- [Problem description] Repeat exactly the lines from the first line of the records through the line containing "Method used by", and nothing more.

- [Given records]
•••••

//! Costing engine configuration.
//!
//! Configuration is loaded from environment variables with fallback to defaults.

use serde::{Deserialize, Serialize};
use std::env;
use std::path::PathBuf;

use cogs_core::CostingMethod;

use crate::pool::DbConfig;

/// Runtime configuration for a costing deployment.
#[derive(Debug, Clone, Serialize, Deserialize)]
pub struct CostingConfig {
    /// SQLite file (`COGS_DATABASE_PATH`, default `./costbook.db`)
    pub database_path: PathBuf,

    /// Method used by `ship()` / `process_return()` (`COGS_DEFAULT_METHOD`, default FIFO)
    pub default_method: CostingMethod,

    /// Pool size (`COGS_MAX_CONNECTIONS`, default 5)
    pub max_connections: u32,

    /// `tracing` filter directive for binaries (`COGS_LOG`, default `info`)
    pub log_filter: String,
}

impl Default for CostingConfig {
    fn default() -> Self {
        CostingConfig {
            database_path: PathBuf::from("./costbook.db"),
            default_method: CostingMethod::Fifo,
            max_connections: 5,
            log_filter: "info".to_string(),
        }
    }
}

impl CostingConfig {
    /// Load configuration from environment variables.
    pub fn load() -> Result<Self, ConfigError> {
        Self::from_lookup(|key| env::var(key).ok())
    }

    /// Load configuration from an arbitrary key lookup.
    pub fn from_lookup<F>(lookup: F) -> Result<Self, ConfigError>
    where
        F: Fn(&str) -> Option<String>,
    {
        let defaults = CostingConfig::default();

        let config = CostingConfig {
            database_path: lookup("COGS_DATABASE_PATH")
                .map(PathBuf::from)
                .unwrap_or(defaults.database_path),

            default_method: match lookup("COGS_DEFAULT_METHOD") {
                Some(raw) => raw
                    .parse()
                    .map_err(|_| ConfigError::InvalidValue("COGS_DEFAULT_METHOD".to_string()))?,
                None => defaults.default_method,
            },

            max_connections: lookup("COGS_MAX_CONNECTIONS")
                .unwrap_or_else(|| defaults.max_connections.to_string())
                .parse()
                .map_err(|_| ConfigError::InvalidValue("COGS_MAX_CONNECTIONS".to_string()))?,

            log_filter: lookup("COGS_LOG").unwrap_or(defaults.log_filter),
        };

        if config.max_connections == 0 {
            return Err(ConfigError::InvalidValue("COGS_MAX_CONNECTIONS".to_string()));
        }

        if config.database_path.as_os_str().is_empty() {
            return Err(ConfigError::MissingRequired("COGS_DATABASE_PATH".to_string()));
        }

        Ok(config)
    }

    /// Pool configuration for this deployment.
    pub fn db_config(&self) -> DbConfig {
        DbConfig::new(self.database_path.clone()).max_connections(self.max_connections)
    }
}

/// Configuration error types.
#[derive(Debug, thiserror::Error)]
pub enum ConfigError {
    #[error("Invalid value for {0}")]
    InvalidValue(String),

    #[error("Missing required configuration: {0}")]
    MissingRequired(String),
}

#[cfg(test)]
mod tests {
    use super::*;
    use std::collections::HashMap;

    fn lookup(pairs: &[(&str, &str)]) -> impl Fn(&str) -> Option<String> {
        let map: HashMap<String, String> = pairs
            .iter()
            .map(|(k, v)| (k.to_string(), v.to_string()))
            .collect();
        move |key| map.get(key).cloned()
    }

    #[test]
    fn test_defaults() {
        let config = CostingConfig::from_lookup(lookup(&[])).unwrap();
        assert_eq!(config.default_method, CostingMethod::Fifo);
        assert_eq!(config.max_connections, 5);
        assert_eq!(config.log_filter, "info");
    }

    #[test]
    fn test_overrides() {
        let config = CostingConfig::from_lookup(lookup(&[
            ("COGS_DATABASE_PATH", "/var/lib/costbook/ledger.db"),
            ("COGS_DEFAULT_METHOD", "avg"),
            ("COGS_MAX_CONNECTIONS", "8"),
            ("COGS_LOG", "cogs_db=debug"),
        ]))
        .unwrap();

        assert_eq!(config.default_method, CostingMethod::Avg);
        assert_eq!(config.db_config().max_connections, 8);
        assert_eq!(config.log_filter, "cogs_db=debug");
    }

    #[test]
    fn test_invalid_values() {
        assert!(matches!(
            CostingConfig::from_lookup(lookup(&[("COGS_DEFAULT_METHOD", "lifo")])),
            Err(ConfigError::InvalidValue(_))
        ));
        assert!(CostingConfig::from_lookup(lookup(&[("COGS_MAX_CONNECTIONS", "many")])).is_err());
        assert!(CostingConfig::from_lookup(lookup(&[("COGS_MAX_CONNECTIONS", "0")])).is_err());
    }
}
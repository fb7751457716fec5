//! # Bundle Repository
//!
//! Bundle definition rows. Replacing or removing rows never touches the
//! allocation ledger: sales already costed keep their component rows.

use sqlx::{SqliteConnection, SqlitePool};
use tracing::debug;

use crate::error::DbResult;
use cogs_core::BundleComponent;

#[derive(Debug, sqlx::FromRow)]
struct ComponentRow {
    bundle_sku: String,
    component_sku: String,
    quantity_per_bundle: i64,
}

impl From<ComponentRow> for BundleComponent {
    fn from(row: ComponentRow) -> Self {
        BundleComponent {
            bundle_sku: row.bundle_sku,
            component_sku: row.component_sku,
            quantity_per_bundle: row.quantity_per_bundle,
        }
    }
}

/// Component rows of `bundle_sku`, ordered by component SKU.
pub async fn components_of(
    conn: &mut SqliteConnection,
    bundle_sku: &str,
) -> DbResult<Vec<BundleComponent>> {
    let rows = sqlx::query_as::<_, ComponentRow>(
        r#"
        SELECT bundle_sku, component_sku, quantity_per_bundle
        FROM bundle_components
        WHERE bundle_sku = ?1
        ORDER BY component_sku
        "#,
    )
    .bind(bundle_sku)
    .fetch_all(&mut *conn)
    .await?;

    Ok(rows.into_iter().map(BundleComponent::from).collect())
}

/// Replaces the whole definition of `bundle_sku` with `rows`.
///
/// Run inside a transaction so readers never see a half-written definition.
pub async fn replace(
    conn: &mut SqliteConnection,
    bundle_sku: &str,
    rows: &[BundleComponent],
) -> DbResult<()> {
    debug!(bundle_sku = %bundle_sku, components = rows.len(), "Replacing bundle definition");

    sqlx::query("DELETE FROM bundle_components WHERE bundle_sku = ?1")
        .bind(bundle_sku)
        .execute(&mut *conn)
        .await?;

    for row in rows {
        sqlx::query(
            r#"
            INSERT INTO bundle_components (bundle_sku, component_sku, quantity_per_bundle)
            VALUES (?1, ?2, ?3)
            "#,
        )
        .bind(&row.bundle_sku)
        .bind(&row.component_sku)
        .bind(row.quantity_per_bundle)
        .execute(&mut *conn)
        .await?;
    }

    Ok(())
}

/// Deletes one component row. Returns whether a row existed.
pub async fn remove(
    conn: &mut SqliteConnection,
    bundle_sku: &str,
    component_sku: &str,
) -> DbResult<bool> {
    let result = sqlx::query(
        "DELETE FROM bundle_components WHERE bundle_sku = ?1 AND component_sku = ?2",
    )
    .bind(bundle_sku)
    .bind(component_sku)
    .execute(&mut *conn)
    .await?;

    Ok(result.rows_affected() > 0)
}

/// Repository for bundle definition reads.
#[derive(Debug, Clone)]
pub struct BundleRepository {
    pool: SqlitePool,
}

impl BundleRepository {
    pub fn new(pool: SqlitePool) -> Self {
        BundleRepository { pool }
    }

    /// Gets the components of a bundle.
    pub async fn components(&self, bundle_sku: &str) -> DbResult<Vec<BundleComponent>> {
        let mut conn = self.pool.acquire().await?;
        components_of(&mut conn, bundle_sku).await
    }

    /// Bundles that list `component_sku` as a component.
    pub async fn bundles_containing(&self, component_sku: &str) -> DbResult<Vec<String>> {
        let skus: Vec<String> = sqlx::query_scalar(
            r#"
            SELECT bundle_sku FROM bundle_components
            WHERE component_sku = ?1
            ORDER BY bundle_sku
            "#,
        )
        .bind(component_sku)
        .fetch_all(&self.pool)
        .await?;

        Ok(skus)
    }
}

•••••

- [Finished exercise]
//! Costing engine configuration.
//!
//! Configuration is loaded from environment variables with fallback to defaults.

use serde::{Deserialize, Serialize};
use std::env;
use std::path::PathBuf;

use cogs_core::CostingMethod;

use crate::pool::DbConfig;

/// Runtime configuration for a costing deployment.
#[derive(Debug, Clone, Serialize, Deserialize)]
pub struct CostingConfig {
    /// SQLite file (`COGS_DATABASE_PATH`, default `./costbook.db`)
    pub database_path: PathBuf,

    /// Method used by `ship()` / `process_return()` (`COGS_DEFAULT_METHOD`, default FIFO)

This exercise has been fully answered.